The only work I really keep at home now are new lens colors or early stage samples of new eyewear I am testing out. I love bringing the first run samples around with me and testing them out as much as I can. This is also a great way to allow my friends and family to try the frames out before release.
If you could make any change or addition to your workspaces, what would it be?
I would love more exposed light in the future. As we grow and potentially expand to another space, this is my top priority. Additionally, even longer tables would be better.
What do you think makes something a good workspace?
A great workspace is one where it doesn’t feel like you are working. If I had purchase statements and design papers all over my desk, it would feel like a mundane workspace for me and that is something I would never want for anyone. I keep my desk clean of all of this to keep a clear mind and enjoy every moment of what I am doing.
What does a typical day look like for you?
I like to start my day as early as I can, typically ready for my day by 7:30 a.m. After a little morning run, I like to go straight to my office where I have breakfast and start my workday off. By 10 a.m. I conclude my morning meetings with suppliers overseas and head down to my uncle’s shop to see what he has been working on. I’m back up to my office at 10:30 where I begin that day’s tasks: design, marketing, strategy, etc. I typically will finish my day around 7 p.m. where I may go home early, visit my parents at their restaurant or go outside and get some exercise.
My days are truly sporadic, but the first hour of my day will fully determine the rest. I love sticking to my schedule as much as I can but every now and then I’ll be spontaneous and do something totally off the book.
How has COVID-19 changed your work and the rhythm of your workday?
Soft launching the business on March 15 was probably the most challenging yet exciting thing to ever happen. While it has been a challenging few months for any business, especially new ones, we have just been able to adapt to any and all challenges thrown our way. My typical workday was initially shifted to being stuck indoors initially but has now really evolved for the new age. I feel as invigorated as ever to get out there safely and create some awesome frames.
Where do you find inspiration? You mention you draw from modern and contemporary architecture, your Indian heritage and your global travels, but what aspects in particular?
The first collection was heavily influenced by modern architecture for sure. The new collections, coming very soon, have been driven by my passion for modern art and film. This will particularly be seen in the acetate and lens combos on some of the newer frames. The shapes are nontraditional in eyewear and are drawn based on adaptations of cool frames I have seen in TV and film.
Is this where you do most of your work or do you also go into an office space and work with other people?
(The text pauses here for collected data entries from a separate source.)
fn bind_event<'q>(
    query: sqlx::query::Query<'q, sqlx::Postgres, sqlx::postgres::PgArguments>,
    event: &'q Event,
) -> sqlx::query::Query<'q, sqlx::Postgres, sqlx::postgres::PgArguments> {
    query
        .bind(event.id)
        .bind(&event.title)
        .bind(event.subtitle.as_deref())
        .bind(event.tagline.as_deref())
        .bind(event.description.as_deref())
        .bind(event.date)
        .bind(event.doors_open_time.as_deref())
        .bind(event.time_string.as_deref())
        .bind(&event.location)
        .bind(event.venue.as_deref())
        .bind(event.coordinates.map(|c| c.lat))
        .bind(event.coordinates.map(|c| c.lng))
        .bind(event.image_url.as_deref())
        .bind(event.contact_info.as_deref())
        .bind(event.ticket_url.as_deref())
        .bind(&event.theme_color)
        .bind(event.capacity.and_then(|value| i32::try_from(value).ok()))
        .bind(event.status.as_str())
        .bind(event.created_at)
        .bind(event.updated_at)
}

#[cfg(test)]
mod tests {
    use super::*;

    // Normalize SQL to avoid brittle formatting checks in schema tests.
    fn canonicalize_sql(sql: &str) -> String {
        sql.chars()
            .filter(|ch| !ch.is_whitespace())
            .map(|ch| ch.to_ascii_lowercase())
            .collect()
    }

    #[test]
    fn schema_is_idempotent() {
        for statement in SCHEMA_SQL.split(';').map(str::trim) {
            if statement.is_empty() {
                continue;
            }
            let body = statement
                .lines()
                .filter(|line| !line.trim_start().starts_with("--"))
                .collect::<Vec<_>>()
                .join("\n");
            let canonical = canonicalize_sql(&body);
            assert!(
                canonical.contains("ifnotexists"),
                "statement is not idempotent: {statement}"
            );
        }
    }

    #[test]
    fn schema_enforces_unique_identifier() {
        let canonical = canonicalize_sql(SCHEMA_SQL);
        assert!(canonical.contains("createuniqueindexifnotexistsusers_identifier_keyonusers(identifier)"));
    }

    #[test]
    fn event_columns_match_bind_order() {
        let columns: Vec<&str> = EVENT_COLUMNS.split(',').map(str::trim).collect();
        assert_eq!(columns.len(), 20);
        assert_eq!(columns.first(), Some(&"id"));
        assert_eq!(columns.get(17), Some(&"status"));
        assert_eq!(columns.last(), Some(&"updated_at"));
    }
}
//! Router harness for handler tests.

use anyhow::{Context, Result, anyhow};
use async_trait::async_trait;
use axum::{
    Router,
    body::{Body, to_bytes},
    http::{HeaderMap, Method, Request, StatusCode, header},
};
use chrono::Utc;
use secrecy::SecretString;
use serde_json::Value;
use std::sync::Arc;
use tower::ServiceExt;
use uuid::Uuid;

use super::{
    app,
    handlers::auth::{AuthConfig, AuthState, SessionUser},
};
use crate::store::{
    AnalyticsEvent, AnalyticsFilter, Event, InsertOutcome, Inquiry, MemoryStore, Role,
    SharedStore, Store, User,
};

pub(crate) const TEST_SECRET: &str = "marquee-test-secret";

pub(crate) struct TestApp {
    pub router: Router,
    pub store: SharedStore,
    pub auth_state: Arc<AuthState>,
}

pub(crate) fn auth_state(config: AuthConfig) -> Result<Arc<AuthState>> {
    Ok(Arc::new(AuthState::new(
        config,
        &SecretString::from(TEST_SECRET),
    )?))
}

pub(crate) fn with_store(store: SharedStore) -> Result<TestApp> {
    let auth_state = auth_state(AuthConfig::default())?;
    Ok(TestApp {
        router: app(store.clone(), auth_state.clone()),
        store,
        auth_state,
    })
}

pub(crate) fn test_app() -> Result<TestApp> {
    with_store(Arc::new(MemoryStore::new()))
}

pub(crate) fn session_user(role: Role) -> SessionUser {
    SessionUser {
        id: Uuid::now_v7().to_string(),
        email: format!("{}@example.com", role.as_str()),
        role,
        name: Some("Test".to_string()),
    }
}

/// `Cookie` header value holding a session that expires `ttl_seconds` from now.
pub(crate) fn session_cookie(auth_state: &AuthState, role: Role, ttl_seconds: i64) -> Result<String> {
    let token = auth_state
        .codec()
        .encode(&session_user(role), Utc::now().timestamp() + ttl_seconds)?;
    Ok(format!("session={token}"))
}

pub(crate) fn admin_cookie(auth_state: &AuthState) -> Result<String> {
    session_cookie(auth_state, Role::Admin, 3600)
}

pub(crate) fn request(
    method: Method,
    uri: &str,
    body: Option<&Value>,
    cookie: Option<&str>,
) -> Result<Request<Body>> {
    let mut builder = Request::builder().method(method).uri(uri);
    if let Some(cookie) = cookie {
        builder = builder.header(header::COOKIE, cookie);
    }
    let body = match body {
        Some(value) => {
            builder = builder.header(header::CONTENT_TYPE, "application/json");
            Body::from(serde_json::to_vec(value)?)
        }
        None => Body::empty(),
    };
    builder.body(body).context("failed to build request")
}

pub(crate) struct TestResponse {
    pub status: StatusCode,
    pub headers: HeaderMap,
    /// `Null` when the body is empty or not JSON.
    pub json: Value,
    pub text: String,
}

impl TestResponse {
    pub fn set_cookie(&self) -> Option<&str> {
        self.headers
            .get(header::SET_COOKIE)
            .and_then(|value| value.to_str().ok())
    }

    pub fn location(&self) -> Option<&str> {
        self.headers
            .get(header::LOCATION)
            .and_then(|value| value.to_str().ok())
    }
}

pub(crate) async fn send(router: &Router, request: Request<Body>) -> Result<TestResponse> {
    let response = router.clone().oneshot(request).await?;
    let status = response.status();
    let headers = response.headers().clone();
    let bytes = to_bytes(response.into_body(), usize::MAX).await?;
    let text = String::from_utf8(bytes.to_vec())?;
    let json = serde_json::from_str(&text).unwrap_or(Value::Null);
    Ok(TestResponse {
        status,
        headers,
        json,
        text,
    })
}

/// Pull the token out of a `Set-Cookie` value.
pub(crate) fn cookie_token(set_cookie: &str) -> Option<&str> {
    set_cookie
        .split(';')
        .next()
        .and_then(|pair| pair.trim().strip_prefix("session="))
}

/// Store whose every call fails.
#[derive(Debug, Default)]
pub(crate) struct FailingStore;

fn down<T>() -> Result<T> {
    Err(anyhow!("store is down"))
}

#[async_trait]
impl Store for FailingStore {
    async fn ping(&self) -> Result<()> {
        down()
    }
    async fn find_user(&self, _identifier: &str) -> Result<Option<User>> {
        down()
    }
    async fn insert_user(&self, _user: &User) -> Result<InsertOutcome> {
        down()
    }
    async fn count_users(&self, _role: Role) -> Result<u64> {
        down()
    }
    async fn list_events(&self) -> Result<Vec<Event>> {
        down()
    }
    async fn find_event(&self, _id: Uuid) -> Result<Option<Event>> {
        down()
    }
    async fn insert_event(&self, _event: &Event) -> Result<()> {
        down()
    }
    async fn replace_event(&self, _event: &Event) -> Result<bool> {
        down()
    }
    async fn delete_event(&self, _id: Uuid) -> Result<bool> {
        down()
    }
    async fn count_events(&self) -> Result<u64> {
        down()
    }
    async fn insert_inquiry(&self, _inquiry: &Inquiry) -> Result<()> {
        down()
    }
    async fn list_inquiries(&self) -> Result<Vec<Inquiry>> {
        down()
    }
    async fn count_inquiries(&self) -> Result<u64> {
        down()
    }
    async fn insert_analytics(&self, _event: &AnalyticsEvent) -> Result<()> {
        down()
    }
    async fn count_analytics(&self, _filter: &AnalyticsFilter) -> Result<u64> {
        down()
    }
    async fn recent_analytics(&self, _skip: u64, _limit: u64) -> Result<Vec<AnalyticsEvent>> {
        down()
    }
}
I do most of my work from my office/distribution center. A lot of my work is now done digitally as I have teammates and suppliers around the world.
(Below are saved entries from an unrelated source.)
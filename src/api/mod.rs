use crate::{
    api::handlers::{health, pages, root},
    store::SharedStore,
};
use anyhow::{Context, Result, anyhow};
use axum::{
    Extension, Router,
    body::Body,
    extract::MatchedPath,
    http::{HeaderName, HeaderValue, Method, Request, header::CONTENT_TYPE},
    routing::{get, options},
};
use std::sync::Arc;
use tokio::{
    net::TcpListener,
    signal::ctrl_c,
};
use tower::ServiceBuilder;
use tower_http::{
    cors::{AllowOrigin, CorsLayer},
    request_id::PropagateRequestIdLayer,
    set_header::SetRequestHeaderLayer,
    trace::TraceLayer,
};
use tracing::{Span, error, info, info_span};
use ulid::Ulid;
use url::Url;
use utoipa_axum::router::OpenApiRouter;

pub(crate) mod error;
pub(crate) mod handlers;
mod openapi;

#[cfg(test)]
pub(crate) mod test_support;

pub use handlers::auth::{AuthConfig, AuthState, SeedOutcome, seed_admin};
pub use openapi::openapi;

/// Build the API router with all documented routes registered.
#[must_use]
pub fn router() -> OpenApiRouter {
    openapi::api_router()
}

/// Assemble the full application: JSON API, admin pages, request ids and
/// tracing. CORS is added by [`new`] since it depends on deployment config.
pub fn app(store: SharedStore, auth_state: Arc<AuthState>) -> Router {
    // Documented JSON routes come from openapi.rs; `/`, `OPTIONS /health`
    // and the admin page shells are served without being documented.
    let (router, _openapi) = router().split_for_parts();
    router
        .route("/", get(root::root))
        .route("/health", options(health::health))
        .merge(pages::router())
        .layer(
            ServiceBuilder::new()
                .layer(SetRequestHeaderLayer::if_not_present(
                    HeaderName::from_static("x-request-id"),
                    |_req: &_| HeaderValue::from_str(Ulid::new().to_string().as_str()).ok(),
                ))
                .layer(PropagateRequestIdLayer::new(HeaderName::from_static(
                    "x-request-id",
                )))
                .layer(TraceLayer::new_for_http().make_span_with(make_span))
                .layer(Extension(auth_state))
                .layer(Extension(store)),
        )
}

/// Start the server
/// # Errors
/// Return error if failed to start the server
pub async fn new(port: u16, store: SharedStore, auth_state: Arc<AuthState>) -> Result<()> {
    let frontend_origin = frontend_origin(auth_state.config().frontend_base_url())?;
    let cors = CorsLayer::new()
        .allow_headers([CONTENT_TYPE])
        .allow_methods([Method::GET, Method::POST, Method::PUT, Method::DELETE])
        .allow_origin(AllowOrigin::exact(frontend_origin))
        .allow_credentials(true);

    let app = app(store, auth_state).layer(cors);

    let listener = TcpListener::bind(format!("::0:{port}")).await?;

    info!("Listening on [::]:{}", port);

    axum::serve(listener, app.into_make_service())
        .with_graceful_shutdown(shutdown_signal())
        .await?;

    Ok(())
}

async fn shutdown_signal() {
    let interrupt = async {
        if let Err(err) = ctrl_c().await {
            error!("Failed to listen for Ctrl+C: {err}");
            std::future::pending::<()>().await;
        }
        info!("Received Ctrl+C, shutting down");
    };

    #[cfg(unix)]
    let terminate = async {
        use tokio::signal::unix::{SignalKind, signal};

        match signal(SignalKind::terminate()) {
            Ok(mut stream) => {
                stream.recv().await;
                info!("Received terminate signal, shutting down");
            }
            Err(err) => {
                error!("Failed to listen for SIGTERM: {err}");
                std::future::pending::<()>().await;
            }
        }
    };

    #[cfg(not(unix))]
    let terminate = std::future::pending::<()>();

    tokio::select! {
        () = interrupt => {},
        () = terminate => {},
    }

    info!("Gracefully shutdown");
}

fn make_span(request: &Request<Body>) -> Span {
    let request_id = request
        .headers()
        .get("x-request-id")
        .and_then(|val| val.to_str().ok())
        .unwrap_or("none");
    let matched_path = request
        .extensions()
        .get::<MatchedPath>()
        .map_or_else(|| request.uri().path(), MatchedPath::as_str);

    info_span!(
        "http.request",
        http.method = %request.method(),
        http.route = matched_path,
        request_id
    )
}

fn frontend_origin(frontend_base_url: &str) -> Result<HeaderValue> {
    let parsed = Url::parse(frontend_base_url)
        .with_context(|| format!("Invalid frontend base URL: {frontend_base_url}"))?;
    let host = parsed.host_str().ok_or_else(|| {
        anyhow!("Frontend base URL must include a valid host: {frontend_base_url}")
    })?;
    let port = parsed
        .port()
        .map_or_else(String::new, |port| format!(":{port}"));
    HeaderValue::from_str(&format!("{}://{host}{port}", parsed.scheme()))
        .context("Failed to build frontend origin header")
}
Your workspace seems very plain and organized — is keeping your space uncluttered and clean an important part of getting into the right mindset to work?
One hundred percent. Growing up, my mother taught my sister and I that one’s workspace should contain that which inspires and is relevant to your work. I never eat at my desk, there will never be excess paper that isn’t pertinent or anything to do with frames. When I come to my desk or design table, I want to make sure my focus is solely on Bold Dots.
What do you like most about your office?
I love that I can do all my work out of that space and not feel overwhelmed. Also, I am really good friends with the neighbor in my office, and my uncle’s retail shop is on the ground floor, so there are always people around to talk to.